**REQUIRED WORK:**
Find each line of the entries with the string "before", please, and copy it.

Stored records
use chrono::{DateTime, Utc};
use tracing::{debug, info, warn};

use crate::config::DraftDefaults;
use crate::draft::Draft;
use crate::task::Task;

#[derive(Debug, Clone, PartialEq)]
pub struct TaskBoard {
    tasks: Vec<Task>,
    next_id: u64,
    defaults: DraftDefaults,
}

impl TaskBoard {
    pub fn new(defaults: DraftDefaults) -> Self {
        Self {
            tasks: Vec::new(),
            next_id: 1,
            defaults,
        }
    }

    pub fn blank_draft(&self) -> Draft {
        Draft::new(self.defaults)
    }

    pub fn defaults(&self) -> DraftDefaults {
        self.defaults
    }

    pub fn tasks(&self) -> &[Task] {
        &self.tasks
    }

    pub fn get(&self, id: u64) -> Option<&Task> {
        self.tasks.iter().find(|task| task.id == id)
    }

    #[tracing::instrument(skip(self, draft, now))]
    pub fn add(&mut self, draft: &Draft, now: DateTime<Utc>) -> Option<Task> {
        if draft.title.trim().is_empty() {
            warn!("ignored add with empty title");
            return None;
        }

        let id = self.next_id;
        self.next_id += 1;

        let task = Task::from_draft(draft, now, id);
        info!(id, title = %task.title, "added task");
        self.tasks.push(task.clone());
        Some(task)
    }

    #[tracing::instrument(skip(self, draft))]
    pub fn update(&mut self, id: u64, draft: &Draft) -> bool {
        let title = draft.title.trim();
        if title.is_empty() {
            warn!(id, "ignored update with empty title");
            return false;
        }

        let Some(task) = self.tasks.iter_mut().find(|task| task.id == id) else {
            warn!(id, "update target not found");
            return false;
        };

        task.title = title.to_string();
        task.description = draft.description.clone();
        task.priority = draft.priority;
        task.label = draft.label;
        info!(id, "updated task");
        true
    }

    #[tracing::instrument(skip(self, now))]
    pub fn complete(&mut self, id: u64, now: DateTime<Utc>) -> bool {
        let Some(task) = self.tasks.iter_mut().find(|task| task.id == id) else {
            warn!(id, "complete target not found");
            return false;
        };

        if task.completed_at.is_some() {
            // the first completion timestamp is kept
            debug!(id, "task already completed");
            return false;
        }

        task.completed_at = Some(now);
        info!(id, "completed task");
        true
    }

    #[tracing::instrument(skip(self))]
    pub fn remove(&mut self, id: u64) -> bool {
        let before = self.tasks.len();
        self.tasks.retain(|task| task.id != id);

        if self.tasks.len() == before {
            warn!(id, "remove target not found");
            return false;
        }

        info!(id, remaining = self.tasks.len(), "removed task");
        true
    }

    #[tracing::instrument(skip(self, draft, now))]
    pub fn commit(&mut self, draft: &mut Draft, now: DateTime<Utc>) -> Option<Task> {
        match draft.editing {
            Some(id) => {
                if self.update(id, draft) {
                    let committed = self.get(id).cloned();
                    draft.reset(self.defaults);
                    return committed;
                }

                if self.get(id).is_none() {
                    // the edited task is gone; the stale edit marker goes with it
                    draft.reset(self.defaults);
                }

                None
            }
            None => {
                let added = self.add(draft, now);
                if added.is_some() {
                    draft.reset(self.defaults);
                }
                added
            }
        }
    }
}
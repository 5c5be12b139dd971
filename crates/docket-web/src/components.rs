use docket_core::draft::Draft;
use docket_core::filter::{CompletionFilter, Criteria};
use docket_core::task::{Label, Priority, Task};
use yew::{Callback, Html, Properties, TargetCast, function_component, html, use_state};

use crate::auth;
use crate::auth::Identity;

#[derive(Properties, PartialEq)]
pub struct SignInGateProps {
    pub on_sign_in: Callback<Identity>,
}

#[function_component(SignInGate)]
pub fn sign_in_gate(props: &SignInGateProps) -> Html {
    let username = use_state(String::new);
    let password = use_state(String::new);
    let error = use_state(|| None::<String>);

    let on_username_input = {
        let username = username.clone();
        Callback::from(move |e: web_sys::InputEvent| {
            let input: web_sys::HtmlInputElement = e.target_unchecked_into();
            username.set(input.value());
        })
    };

    let on_password_input = {
        let password = password.clone();
        Callback::from(move |e: web_sys::InputEvent| {
            let input: web_sys::HtmlInputElement = e.target_unchecked_into();
            password.set(input.value());
        })
    };

    let on_submit = {
        let username = username.clone();
        let password = password.clone();
        let error = error.clone();
        let on_sign_in = props.on_sign_in.clone();
        Callback::from(move |e: web_sys::SubmitEvent| {
            e.prevent_default();
            match auth::sign_in(&username, &password) {
                Ok(identity) => {
                    username.set(String::new());
                    password.set(String::new());
                    error.set(None);
                    on_sign_in.emit(identity);
                }
                Err(message) => error.set(Some(message)),
            }
        })
    };

    html! {
        <div class="panel gate">
            <div class="header">{ "Sign in to Docket" }</div>
            <form class="details" onsubmit={on_submit}>
                <div class="field">
                    <label>{ "Username" }</label>
                    <input
                        value={(*username).clone()}
                        placeholder="Username"
                        oninput={on_username_input}
                    />
                </div>
                <div class="field">
                    <label>{ "Password" }</label>
                    <input
                        type="password"
                        value={(*password).clone()}
                        placeholder="Password"
                        oninput={on_password_input}
                    />
                </div>
                {
                    if let Some(message) = (*error).clone() {
                        html! { <div class="form-error">{ message }</div> }
                    } else {
                        html! {}
                    }
                }
                <div class="actions">
                    <button class="btn primary" type="submit">{ "Sign In" }</button>
                </div>
            </form>
        </div>
    }
}

#[derive(Properties, PartialEq)]
pub struct EntryFormProps {
    pub draft: Draft,
    pub error: Option<String>,
    pub on_title_input: Callback<web_sys::InputEvent>,
    pub on_description_input: Callback<web_sys::InputEvent>,
    pub on_priority_change: Callback<web_sys::Event>,
    pub on_label_change: Callback<web_sys::Event>,
    pub on_submit: Callback<web_sys::MouseEvent>,
    pub on_cancel_edit: Callback<web_sys::MouseEvent>,
}

#[function_component(EntryForm)]
pub fn entry_form(props: &EntryFormProps) -> Html {
    let editing = props.draft.is_editing();
    let submit_label = if editing { "Save Changes" } else { "Add Task" };

    html! {
        <div class="panel entry">
            <div class="header">{ if editing { "Edit Task" } else { "New Task" } }</div>
            <div class="details">
                <div class="field">
                    <label>{ "Title" }</label>
                    <input
                        value={props.draft.title.clone()}
                        placeholder="Task Title"
                        oninput={props.on_title_input.clone()}
                    />
                </div>
                <div class="field">
                    <label>{ "Description" }</label>
                    <input
                        value={props.draft.description.clone()}
                        placeholder="Description"
                        oninput={props.on_description_input.clone()}
                    />
                </div>
                <div class="field">
                    <label>{ "Priority" }</label>
                    <select
                        class="tag-select"
                        value={props.draft.priority.as_key()}
                        onchange={props.on_priority_change.clone()}
                    >
                        {
                            for Priority::all().iter().map(|priority| html! {
                                <option
                                    value={priority.as_key()}
                                    selected={*priority == props.draft.priority}
                                >
                                    { priority.label() }
                                </option>
                            })
                        }
                    </select>
                </div>
                <div class="field">
                    <label>{ "Label" }</label>
                    <select
                        class="tag-select"
                        value={props.draft.label.as_key()}
                        onchange={props.on_label_change.clone()}
                    >
                        {
                            for Label::all().iter().map(|label| html! {
                                <option
                                    value={label.as_key()}
                                    selected={*label == props.draft.label}
                                >
                                    { label.label() }
                                </option>
                            })
                        }
                    </select>
                </div>
                {
                    if let Some(message) = props.error.clone() {
                        html! { <div class="form-error">{ message }</div> }
                    } else {
                        html! {}
                    }
                }
                <div class="actions">
                    <button class="btn primary" onclick={props.on_submit.clone()}>{ submit_label }</button>
                    {
                        if editing {
                            html! {
                                <button class="btn" onclick={props.on_cancel_edit.clone()}>{ "Cancel" }</button>
                            }
                        } else {
                            html! {}
                        }
                    }
                </div>
            </div>
        </div>
    }
}

#[derive(Properties, PartialEq)]
pub struct FilterPanelProps {
    pub criteria: Criteria,
    pub on_priority_change: Callback<web_sys::Event>,
    pub on_label_change: Callback<web_sys::Event>,
    pub on_completion_change: Callback<web_sys::Event>,
    pub on_clear_filters: Callback<web_sys::MouseEvent>,
}

#[function_component(FilterPanel)]
pub fn filter_panel(props: &FilterPanelProps) -> Html {
    let priority_value = props
        .criteria
        .priority
        .map(Priority::as_key)
        .unwrap_or("");
    let label_value = props.criteria.label.map(Label::as_key).unwrap_or("");

    html! {
        <div class="panel filters">
            <div class="header">{ "Filters" }</div>
            <div class="details">
                <div class="field">
                    <label>{ "Priority" }</label>
                    <select
                        class="tag-select"
                        value={priority_value}
                        onchange={props.on_priority_change.clone()}
                    >
                        <option value="">{ "All Priorities" }</option>
                        {
                            for Priority::all().iter().map(|priority| html! {
                                <option
                                    value={priority.as_key()}
                                    selected={Some(*priority) == props.criteria.priority}
                                >
                                    { priority.label() }
                                </option>
                            })
                        }
                    </select>
                </div>
                <div class="field">
                    <label>{ "Label" }</label>
                    <select
                        class="tag-select"
                        value={label_value}
                        onchange={props.on_label_change.clone()}
                    >
                        <option value="">{ "All Labels" }</option>
                        {
                            for Label::all().iter().map(|label| html! {
                                <option
                                    value={label.as_key()}
                                    selected={Some(*label) == props.criteria.label}
                                >
                                    { label.label() }
                                </option>
                            })
                        }
                    </select>
                </div>
                <div class="field">
                    <label>{ "Completion" }</label>
                    <select
                        class="tag-select"
                        value={props.criteria.completion.as_key()}
                        onchange={props.on_completion_change.clone()}
                    >
                        {
                            for CompletionFilter::all().iter().map(|filter| html! {
                                <option
                                    value={filter.as_key()}
                                    selected={*filter == props.criteria.completion}
                                >
                                    { filter.label() }
                                </option>
                            })
                        }
                    </select>
                </div>
                <div class="actions">
                    <button
                        class="btn"
                        disabled={props.criteria.is_unfiltered()}
                        onclick={props.on_clear_filters.clone()}
                    >
                        { "Clear Filters" }
                    </button>
                </div>
            </div>
        </div>
    }
}

#[derive(Properties, PartialEq)]
pub struct TaskListProps {
    pub tasks: Vec<Task>,
    pub total: usize,
    pub on_edit: Callback<u64>,
    pub on_complete: Callback<u64>,
    pub on_delete: Callback<u64>,
}

#[function_component(TaskList)]
pub fn task_list(props: &TaskListProps) -> Html {
    let header = if props.tasks.len() == props.total {
        format!("Tasks ({})", props.total)
    } else {
        format!("Tasks ({} of {})", props.tasks.len(), props.total)
    };

    html! {
        <div class="panel list">
            <div class="header">{ header }</div>
            {
                if props.tasks.is_empty() {
                    html! { <div class="empty">{ "No tasks to show." }</div> }
                } else {
                    html! {
                        { for props.tasks.iter().cloned().map(|task| html! {
                            <TaskListRow
                                task={task}
                                on_edit={props.on_edit.clone()}
                                on_complete={props.on_complete.clone()}
                                on_delete={props.on_delete.clone()}
                            />
                        }) }
                    }
                }
            }
        </div>
    }
}

#[derive(Properties, PartialEq)]
pub struct TaskListRowProps {
    pub task: Task,
    pub on_edit: Callback<u64>,
    pub on_complete: Callback<u64>,
    pub on_delete: Callback<u64>,
}

#[function_component(TaskListRow)]
pub fn task_list_row(props: &TaskListRowProps) -> Html {
    let id = props.task.id;
    let dot_class = if props.task.completed() {
        "dot done"
    } else {
        "dot pending"
    };
    let has_description = !props.task.description.trim().is_empty();

    let on_edit = props.on_edit.clone();
    let on_complete = props.on_complete.clone();
    let on_delete = props.on_delete.clone();

    html! {
        <div class="row">
            <div class={dot_class}></div>
            <div class="body">
                <div class="title">{ &props.task.title }</div>
                {
                    if has_description {
                        html! { <div class="task-subtitle">{ &props.task.description }</div> }
                    } else {
                        html! {}
                    }
                }
                <div class="meta">
                    <span class="badge">{ format!("priority:{}", props.task.priority.as_key()) }</span>
                    <span class="badge">{ format!("label:{}", props.task.label.as_key()) }</span>
                    <span class="badge">{ format!("added:{}", props.task.added_at.format("%Y-%m-%d %H:%M")) }</span>
                    {
                        if let Some(completed_at) = props.task.completed_at {
                            html! {
                                <span class="badge done">{ format!("completed:{}", completed_at.format("%Y-%m-%d %H:%M")) }</span>
                            }
                        } else {
                            html! {}
                        }
                    }
                </div>
            </div>
            <div class="actions">
                {
                    if props.task.completed() {
                        html! {}
                    } else {
                        html! {
                            <button class="btn" onclick={move |_| on_complete.emit(id)}>{ "Complete" }</button>
                        }
                    }
                }
                <button class="btn" onclick={move |_| on_edit.emit(id)}>{ "Edit" }</button>
                <button class="btn danger" onclick={move |_| on_delete.emit(id)}>{ "Delete" }</button>
            </div>
        </div>
    }
}
//! Macros for creating validators with minimal boilerplate.
//!
//! - [`validator!`]: struct, `Validate` impl and factory fn
//! - [`compose!`]: AND-chain multiple validators
//!
//! # Examples
//!
//! ```
//! use formkit_validator::validator;
//! use formkit_validator::foundation::{Validate, ValidationError};
//!
//! validator! {
//!     pub NoSpaces for str;
//!     rule(input) { !input.contains(' ') }
//!     error(input) { ValidationError::new("no_spaces", "must not contain spaces") }
//!     fn no_spaces();
//! }
//!
//! assert!(no_spaces().validate("abc").is_ok());
//! ```

// ============================================================================
// VALIDATOR MACRO
// ============================================================================

/// Creates a complete validator: struct definition, `Validate`
/// implementation, constructor, and factory function.
///
/// # Variants
///
/// **Unit validator** (zero-sized, no fields):
/// ```rust,ignore
/// validator! {
///     pub TaxId for str;
///     rule(input) { input.len() == 10 && input.bytes().all(|b| b.is_ascii_digit()) }
///     error(input) { ValidationError::new("tax_id", "Tax ID must be exactly 10 digits") }
///     fn tax_id();
/// }
/// ```
///
/// **Struct with fields** (auto `new` from all fields):
/// ```rust,ignore
/// validator! {
///     #[derive(Copy, PartialEq, Eq, Hash)]
///     pub MinLength { min: usize } for str;
///     rule(self, input) { input.chars().count() >= self.min }
///     error(self, input) { ValidationError::min_length(self.min, input.chars().count()) }
///     fn min_length(min: usize);
/// }
/// ```
///
/// **Fallible constructor** (`new` and the factory return `Result`):
/// ```rust,ignore
/// validator! {
///     pub MatchesRegex { pattern: regex::Regex } for str;
///     rule(self, input) { self.pattern.is_match(input) }
///     error(self, input) { ValidationError::invalid_format("regex", "Invalid format") }
///     new(pattern: &str) -> regex::Error { Ok(Self { pattern: regex::Regex::new(pattern)? }) }
///     fn matches_regex(pattern: &str) -> regex::Error;
/// }
/// ```
///
/// **Custom constructor** (overrides auto `new`):
/// ```rust,ignore
/// validator! {
///     pub Between { lo: f64, hi: f64 } for f64;
///     rule(self, input) { *input >= self.lo && *input <= self.hi }
///     error(self, input) { ValidationError::new("between", "Value is out of range") }
///     new(lo: f64, hi: f64) { Self { lo: lo.min(hi), hi: hi.max(lo) } }
///     fn between(lo: f64, hi: f64);
/// }
/// ```
#[macro_export]
macro_rules! validator {
    // ── Variant 1a: Unit validator (no fields) + factory fn ──────────────
    (
        $(#[$meta:meta])*
        $vis:vis $name:ident for $input:ty;
        rule($inp:ident) $rule:block
        error($einp:ident) $err:block
        fn $factory:ident();
    ) => {
        $crate::validator! {
            $(#[$meta])*
            $vis $name for $input;
            rule($inp) $rule
            error($einp) $err
        }

        #[must_use]
        $vis const fn $factory() -> $name { $name }
    };

    // ── Variant 1b: Unit validator (no fields), no factory ───────────────
    (
        $(#[$meta:meta])*
        $vis:vis $name:ident for $input:ty;
        rule($inp:ident) $rule:block
        error($einp:ident) $err:block
    ) => {
        $(#[$meta])*
        #[derive(Debug, Clone, Copy, PartialEq, Eq, Hash, Default)]
        $vis struct $name;

        impl $crate::foundation::Validate for $name {
            type Input = $input;

            #[allow(unused_variables)]
            fn validate(&self, $inp: &Self::Input) -> Result<(), $crate::foundation::ValidationError> {
                if $rule {
                    Ok(())
                } else {
                    let $einp = $inp;
                    Err($err)
                }
            }
        }
    };

    // ── Variant 3a: Struct with fields + custom new + factory fn ─────────
    (
        $(#[$meta:meta])*
        $vis:vis $name:ident { $($field:ident: $fty:ty),+ $(,)? } for $input:ty;
        rule($self_:ident, $inp:ident) $rule:block
        error($self2:ident, $einp:ident) $err:block
        new($($narg:ident: $naty:ty),* $(,)?) $new_body:block
        fn $factory:ident($($farg:ident: $faty:ty),* $(,)?);
    ) => {
        $crate::validator! {
            $(#[$meta])*
            $vis $name { $($field: $fty),+ } for $input;
            rule($self_, $inp) $rule
            error($self2, $einp) $err
            new($($narg: $naty),*) $new_body
        }

        #[must_use]
        $vis fn $factory($($farg: $faty),*) -> $name {
            $name::new($($farg),*)
        }
    };

    // ── Variant 3b: Struct with fields + custom new, no factory ──────────
    (
        $(#[$meta:meta])*
        $vis:vis $name:ident { $($field:ident: $fty:ty),+ $(,)? } for $input:ty;
        rule($self_:ident, $inp:ident) $rule:block
        error($self2:ident, $einp:ident) $err:block
        new($($narg:ident: $naty:ty),* $(,)?) $new_body:block
    ) => {
        $(#[$meta])*
        #[derive(Debug, Clone)]
        $vis struct $name {
            $(pub $field: $fty,)+
        }

        #[allow(clippy::new_without_default)]
        impl $name {
            #[must_use]
            pub fn new($($narg: $naty),*) -> Self $new_body
        }

        impl $crate::foundation::Validate for $name {
            type Input = $input;

            #[allow(unused_variables)]
            fn validate(&$self_, $inp: &Self::Input) -> Result<(), $crate::foundation::ValidationError> {
                if $rule {
                    Ok(())
                } else {
                    let $einp = $inp;
                    Err($err)
                }
            }
        }
    };

    // ── Variant 3c: Struct with fields + fallible new + fallible factory ─
    //
    // The type after `->` is the error type; the macro wraps it in Result.
    (
        $(#[$meta:meta])*
        $vis:vis $name:ident { $($field:ident: $fty:ty),+ $(,)? } for $input:ty;
        rule($self_:ident, $inp:ident) $rule:block
        error($self2:ident, $einp:ident) $err:block
        new($($narg:ident: $naty:ty),* $(,)?) -> $ety:ty $new_body:block
        fn $factory:ident($($farg:ident: $faty:ty),* $(,)?) -> $efty:ty;
    ) => {
        $(#[$meta])*
        #[derive(Debug, Clone)]
        $vis struct $name {
            $(pub $field: $fty,)+
        }

        impl $name {
            pub fn new($($narg: $naty),*) -> ::std::result::Result<Self, $ety> $new_body
        }

        impl $crate::foundation::Validate for $name {
            type Input = $input;

            #[allow(unused_variables)]
            fn validate(&$self_, $inp: &Self::Input) -> ::std::result::Result<(), $crate::foundation::ValidationError> {
                if $rule {
                    Ok(())
                } else {
                    let $einp = $inp;
                    Err($err)
                }
            }
        }

        $vis fn $factory($($farg: $faty),*) -> ::std::result::Result<$name, $efty> {
            $name::new($($farg),*)
        }
    };

    // ── Variant 2a: Struct with fields + auto new + factory fn ───────────
    (
        $(#[$meta:meta])*
        $vis:vis $name:ident { $($field:ident: $fty:ty),+ $(,)? } for $input:ty;
        rule($self_:ident, $inp:ident) $rule:block
        error($self2:ident, $einp:ident) $err:block
        fn $factory:ident($($farg:ident: $faty:ty),* $(,)?);
    ) => {
        $crate::validator! {
            $(#[$meta])*
            $vis $name { $($field: $fty),+ } for $input;
            rule($self_, $inp) $rule
            error($self2, $einp) $err
        }

        #[must_use]
        $vis fn $factory($($farg: $faty),*) -> $name {
            $name::new($($farg),*)
        }
    };

    // ── Variant 2b: Struct with fields + auto new, no factory ────────────
    (
        $(#[$meta:meta])*
        $vis:vis $name:ident { $($field:ident: $fty:ty),+ $(,)? } for $input:ty;
        rule($self_:ident, $inp:ident) $rule:block
        error($self2:ident, $einp:ident) $err:block
    ) => {
        $(#[$meta])*
        #[derive(Debug, Clone)]
        $vis struct $name {
            $(pub $field: $fty,)+
        }

        impl $name {
            #[must_use]
            pub fn new($($field: $fty),+) -> Self {
                Self { $($field),+ }
            }
        }

        impl $crate::foundation::Validate for $name {
            type Input = $input;

            #[allow(unused_variables)]
            fn validate(&$self_, $inp: &Self::Input) -> Result<(), $crate::foundation::ValidationError> {
                if $rule {
                    Ok(())
                } else {
                    let $einp = $inp;
                    Err($err)
                }
            }
        }
    };
}

// ============================================================================
// COMPOSE MACRO
// ============================================================================

/// Composes multiple validators using AND logic.
///
/// ```
/// use formkit_validator::compose;
/// use formkit_validator::prelude::*;
///
/// let validator = compose![min_length(5), max_length(20)];
/// assert!(validator.validate("hello").is_ok());
/// ```
#[macro_export]
macro_rules! compose {
    ($first:expr) => {
        $first
    };
    ($first:expr, $($rest:expr),+ $(,)?) => {
        $first$(.and($rest))+
    };
}

#[cfg(test)]
mod tests {
    use crate::foundation::{Validate, ValidateExt, ValidationError};

    validator! {
        /// A test unit validator.
        TestNotEmpty for str;
        rule(input) { !input.is_empty() }
        error(input) { ValidationError::new("not_empty", "must not be empty") }
        fn test_not_empty();
    }

    #[test]
    fn test_unit_validator() {
        assert!(TestNotEmpty.validate("x").is_ok());
        assert!(test_not_empty().validate("").is_err());
    }

    validator! {
        #[derive(Copy, PartialEq, Eq)]
        TestMaxChars { max: usize } for str;
        rule(self, input) { input.chars().count() <= self.max }
        error(self, input) { ValidationError::max_length(self.max, input.chars().count()) }
        fn test_max_chars(max: usize);
    }

    #[test]
    fn test_struct_factory() {
        let v = test_max_chars(3);
        assert_eq!(v, TestMaxChars::new(3));
        assert!(v.validate("çağ").is_ok());
        assert!(v.validate("çağrı").is_err());
    }

    validator! {
        TestBetween { lo: f64, hi: f64 } for f64;
        rule(self, input) { *input >= self.lo && *input <= self.hi }
        error(self, input) { ValidationError::new("between", "out of range") }
        new(lo: f64, hi: f64) { Self { lo: lo.min(hi), hi: hi.max(lo) } }
        fn test_between(lo: f64, hi: f64);
    }

    #[test]
    fn test_custom_new() {
        let v = test_between(10.0, 1.0);
        assert!(v.validate(&5.0).is_ok());
        assert!(v.validate(&11.0).is_err());
    }

    #[test]
    fn test_compose() {
        let v = compose![test_not_empty(), test_max_chars(2)];
        assert!(v.validate("ab").is_ok());
        assert_eq!(v.validate("").unwrap_err().code, "not_empty");
        assert_eq!(v.validate("abc").unwrap_err().code, "max_length");
    }
}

**ANSWER SECTION:**
        let before = self.tasks.len();
        if self.tasks.len() == before {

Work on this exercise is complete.